Ce qui s'est installé est une défiance vis-à-vis de l'État et des politiciens en général. Elle a été nourrie par de nouveaux scandales de corruption, qui ont éclaté concernant le Parti Démocrate ou la Ligue du Nord, ce même parti régionaliste et xénophobe qui avait fait de son slogan contre « Rome, la voleuse » son fonds de commerce électoral. Les résultats du deuxième tour des élections administratives, les 20 et 21 mai, en ont été une confirmation, avec le succès d'un nouveau parti né autour d'une campagne « antipoliticiens » : le mouvement « cinq étoiles » de Beppe Grillo, qui vient notamment d'emporter la mairie de Parme.

Connu comme comique, apprécié notamment à gauche et à l'extrême gauche pour ses spectacles dénonçant les travers du système politique et de ses politiciens, Beppe Grillo a lancé son mouvement il y a quelques années sous le signe des « vaffanculo - days », autrement dit des journées « va te faire enc... », adressé aux politiciens. Mais ce qui allait bien à un comique n'a pas été sans dérapages quand Grillo a voulu en faire une politique, autour d'idées allant de « sortez les sortants » à l'abandon de l'euro, mais aussi prenant position contre le droit du sol et l'attribution de la nationalité italienne aux enfants d'immigrés nés en Italie.

Voila comment le mouvement « cinq étoiles » de Grillo, dit maintenant des « grillini » a réussi à devenir l'expression électorale du rejet des politiciens... et est en train de devenir un tremplin pour les nouveaux aspirants à une carrière politique qui ont senti le bon filon. Dans une ville comme Parme, le candidat qui a lancé la liste « cinq étoiles » a ainsi réussi à se faire élire maire en attirant des voix venant visiblement aussi bien de droite que de gauche.

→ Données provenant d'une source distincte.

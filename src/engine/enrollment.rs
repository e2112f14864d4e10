// SPDX-License-Identifier: AGPL-3.0-or-later
//
// Copyright (C) 2026 Relational Network

//! Bulk claimant enrollment.

use std::collections::HashSet;

use serde::{Deserialize, Serialize};
use utoipa::ToSchema;
use uuid::Uuid;

use crate::storage::{DropDatabase, StoredClaimant};

use super::{address::normalize_address, DropError};

/// One recipient to enroll: an address and its entitlement amount.
#[derive(Debug, Clone, Serialize, Deserialize, ToSchema)]
pub struct ClaimantEntry {
    /// Recipient address in any capitalization.
    pub address: String,
    /// Entitlement amount, before on-chain decimal scaling.
    pub amount: u64,
}

/// Enroll a batch of recipients into a campaign.
///
/// The whole batch is validated first: every address is normalized, and a
/// batch whose normalized addresses collide is rejected outright before any
/// row is written. Persistence is one atomic upsert batch; existing rows
/// take the new amount and provenance while keeping their creation time.
///
/// Enrollment never signs anything — freshly enrolled rows sit in the stale
/// set until the next refetch call.
pub fn add_claimants(
    db: &DropDatabase,
    campaign_id: Uuid,
    entries: &[ClaimantEntry],
    added_by: &str,
) -> Result<Vec<StoredClaimant>, DropError> {
    if db.get_campaign(campaign_id)?.is_none() {
        return Err(DropError::CampaignNotFound(campaign_id));
    }

    let mut normalized = Vec::with_capacity(entries.len());
    for entry in entries {
        normalized.push(normalize_address(&entry.address)?);
    }

    let distinct: HashSet<&str> = normalized.iter().map(String::as_str).collect();
    if distinct.len() < entries.len() {
        return Err(DropError::DuplicateClaimant);
    }

    let rows = entries
        .iter()
        .zip(normalized)
        .map(|(entry, address)| {
            StoredClaimant::new_enrolled(campaign_id, address, entry.amount, added_by.to_string())
        })
        .collect();

    let committed = db.upsert_claimants(rows)?;
    tracing::info!(
        %campaign_id,
        claimants = committed.len(),
        added_by,
        "Enrolled claimants"
    );
    Ok(committed)
}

Le mouvement sera-t-il durable ou ne sera-t-il qu'un de ces météores qui traversent le ciel politique italien ? Le fait est que le vide des partis traditionnels, leur inertie et leur corruption, ont donné vie ces dernières années à de tels phénomènes. De Berlusconi à la Ligue du Nord et à d'autres, ils ont été nombreux à se lancer sur la base d'une démagogie promettant de « rénover la politique »... avant de révéler à leur tour leur vacuité, voire leur cynisme et leurs calculs de bas étage.

Beppe Grillo n'est de ce point de vue que le dernier en date à se faire le support du mécontentement, sans être capable de lui donner un autre contenu que quelques propositions démagogiques et parfois douteuses. Et c'est logique car il ne vient pas à l'idée de ce genre d'ovni politique de s'en prendre au système capitaliste, aux grands patrons et banquiers qui, derrière les politiciens au pouvoir, sont les vrais responsables de la situation de plus en plus dramatique que vivent les classes populaires.

Le plus grave pour celles-ci est bien l'absence d'un parti mettant en avant un véritable programme de lutte contre ce système, un parti qui ne pourrait être qu'un parti ouvrier, communiste et révolutionnaire.